I suggest ou look at

http://www.tti4edu.com

and sign up for some of their courses.

Regards
Dave

 

[wantolearn]

Thanks Dave. I think I posed my question incorrectly. I guess I'm looking for verification of the highest frequency of interest for a V6 running at 3300RPM. Since the V6 will incur 3 exhaust events every revolution, I've calculated 165Hz as the maximum frequency of interest. Does this sound correct? If this is the case, I should use a tranducer that samples at a minimum 1.7KHz?

p.s. thanks for the info on the TTI......

Steve

 

[CESSNA1]

WANTTOLEARN: It depends on what you are looking to find, and how you define an event. How did you determine 165 Hz. 3300 rpm is 55 rps (Hz). Assuming one intake valve opens and closes (2 events) and one exhaust valve opens and closes (2 events) then I see 4*55=220 Hz. Also for a four cycle engine there are 2 crank revolutions needed to complete the valve operation.

Regards
Dave

 

[IRstuff]

That assumes that the pressure pulses are purely sinusoidal, which I assume are not. Since you know nothing about the actual timing, I would suggest that you use something like 100 to 500 times the frequency.

You can always throw out extra data. Trying to infer missing data is always significantly harder.

TTFN

 

[wantolearn]

CESSNA1: I'm focusing my evaluation on back-pressure in the exhaust for a turbocharged diesel system. I determined the frequency based on the pulse of the exhaust valve opening (assuming the peak pressure pulse occurs during opening events and not closing). Considering 1 exhaust event per cylinder and that there are 3 firings per revolution for a 4-cycle engine, I arrived at 165 Hz (3300rpm/60*3firings).

Should I re-think this?

Regards,
Steve

 

[Rob45]

You calculated correctly: 165 Hz is in fact your firing frequency.
You will very likely however have things you're interested in occurring at several multiples of the firing frequency.
I would suggest looking up to the 9th order, at least: i.e., 3 x 165 = 495 Hz.

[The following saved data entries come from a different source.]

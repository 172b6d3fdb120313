use std::collections::HashSet;
use std::fmt;
use std::net::TcpListener;
use std::ops::RangeInclusive;
use std::sync::Arc;

use serde::{Deserialize, Serialize};
use tracing::{debug, info};

use crate::error::{Error, Result};
use crate::store::ConfigStore;

pub const UI_PORT_RANGE: RangeInclusive<u16> = 5200..=5299;
pub const SERVICE_PORT_RANGE: RangeInclusive<u16> = 5300..=5399;

#[derive(Clone, Copy, Debug, PartialEq, Eq, Hash, Serialize, Deserialize)]
#[serde(rename_all = "snake_case")]
pub enum PortScope {
    ExtensionUi,
    ExtensionService,
}

impl PortScope {
    pub fn range(self) -> RangeInclusive<u16> {
        match self {
            PortScope::ExtensionUi => UI_PORT_RANGE,
            PortScope::ExtensionService => SERVICE_PORT_RANGE,
        }
    }

    pub fn as_str(self) -> &'static str {
        match self {
            PortScope::ExtensionUi => "extension_ui",
            PortScope::ExtensionService => "extension_service",
        }
    }
}

impl fmt::Display for PortScope {
    fn fmt(&self, f: &mut fmt::Formatter<'_>) -> fmt::Result {
        f.write_str(self.as_str())
    }
}

/// Owner key for an extension's UI port.
pub fn ui_owner(extension: &str) -> String {
    extension.to_string()
}

/// Owner key for one of an extension's backend services.
pub fn service_owner(extension: &str, service: &str) -> String {
    format!("{extension}.{service}")
}

#[derive(Clone, Debug, Serialize, Deserialize, PartialEq, Eq)]
pub struct PortAssignment {
    pub scope: PortScope,
    pub owner: String,
    pub port: u16,
}

/// Hands out stable ports from fixed ranges, persisting them in the master
/// config's `port_assignments` table.
pub struct PortAllocator {
    store: Arc<ConfigStore>,
    probe_os: bool,
}

impl PortAllocator {
    pub fn new(store: Arc<ConfigStore>) -> Self {
        Self {
            store,
            probe_os: true,
        }
    }

    /// Skip ports some other process already listens on. Disabled in tests so
    /// allocation stays deterministic.
    pub fn with_os_probe(mut self, enabled: bool) -> Self {
        self.probe_os = enabled;
        self
    }

    /// Existing owners always get their recorded port back; new owners get the
    /// lowest free port in the scope's range.
    pub fn allocate(&self, scope: PortScope, owner: &str) -> Result<u16> {
        if let Some(port) = self.lookup(scope, owner)? {
            return Ok(port);
        }
        let probe_os = self.probe_os;
        let port = self.store.update(|cfg| {
            let table = cfg.port_assignments.table_mut(scope);
            if let Some(port) = table.get(owner) {
                return Ok(*port);
            }
            let used: HashSet<u16> = table.values().copied().collect();
            let range = scope.range();
            for port in range.clone() {
                if used.contains(&port) {
                    continue;
                }
                if probe_os && !os_port_free(port) {
                    debug!(target: "hearth::ports", port, "skipping port in use by another process");
                    continue;
                }
                table.insert(owner.to_string(), port);
                return Ok(port);
            }
            Err(Error::PortsExhausted {
                scope,
                start: *range.start(),
                end: *range.end(),
            })
        })?;
        info!(target: "hearth::ports", %scope, owner, port, "port assigned");
        Ok(port)
    }

    pub fn lookup(&self, scope: PortScope, owner: &str) -> Result<Option<u16>> {
        let cfg = self.store.load()?;
        Ok(cfg.port_assignments.table(scope).get(owner).copied())
    }

    pub fn release(&self, scope: PortScope, owner: &str) -> Result<Option<u16>> {
        let released = self
            .store
            .update(|cfg| Ok(cfg.port_assignments.table_mut(scope).remove(owner)))?;
        if let Some(port) = released {
            info!(target: "hearth::ports", %scope, owner, port, "port released");
        }
        Ok(released)
    }

    /// Drop the UI port and every `extension.*` service port for one extension.
    pub fn release_extension(&self, extension: &str) -> Result<Vec<PortAssignment>> {
        let prefix = format!("{extension}.");
        let released = self.store.update(|cfg| {
            let mut released = Vec::new();
            if let Some(port) = cfg.port_assignments.extensions.remove(extension) {
                released.push(PortAssignment {
                    scope: PortScope::ExtensionUi,
                    owner: extension.to_string(),
                    port,
                });
            }
            let owners: Vec<String> = cfg
                .port_assignments
                .services
                .keys()
                .filter(|owner| owner.starts_with(&prefix))
                .cloned()
                .collect();
            for owner in owners {
                if let Some(port) = cfg.port_assignments.services.remove(&owner) {
                    released.push(PortAssignment {
                        scope: PortScope::ExtensionService,
                        owner,
                        port,
                    });
                }
            }
            Ok(released)
        })?;
        for entry in &released {
            info!(
                target: "hearth::ports",
                scope = %entry.scope,
                owner = %entry.owner,
                port = entry.port,
                "port released"
            );
        }
        Ok(released)
    }

    pub fn assignments(&self) -> Result<Vec<PortAssignment>> {
        let cfg = self.store.load()?;
        let mut out = Vec::new();
        for scope in [PortScope::ExtensionUi, PortScope::ExtensionService] {
            for (owner, port) in cfg.port_assignments.table(scope) {
                out.push(PortAssignment {
                    scope,
                    owner: owner.clone(),
                    port: *port,
                });
            }
        }
        Ok(out)
    }
}

fn os_port_free(port: u16) -> bool {
    TcpListener::bind(("127.0.0.1", port)).is_ok()
}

This is not of course the resolution.
But if you are as you say interested in the backpressure, not acoustics, you could get the information you need with a far lower sampling rate; just a few times per second would suffice.

BTW, it's not the transducer that determines the sampling rate, in general, but the data acquisition system itself.

When I do this type testing, I use a pressure transducer from PCB Piezotronics 1501A01FJ15 which nominally is a 0-15 psi static pressure sensor but appears to have a -15 - +15 psi range, and has good dynamic response.

 

[wantolearn]

We'll do. Thanks again Rob45, IRstuff and CESSNA1.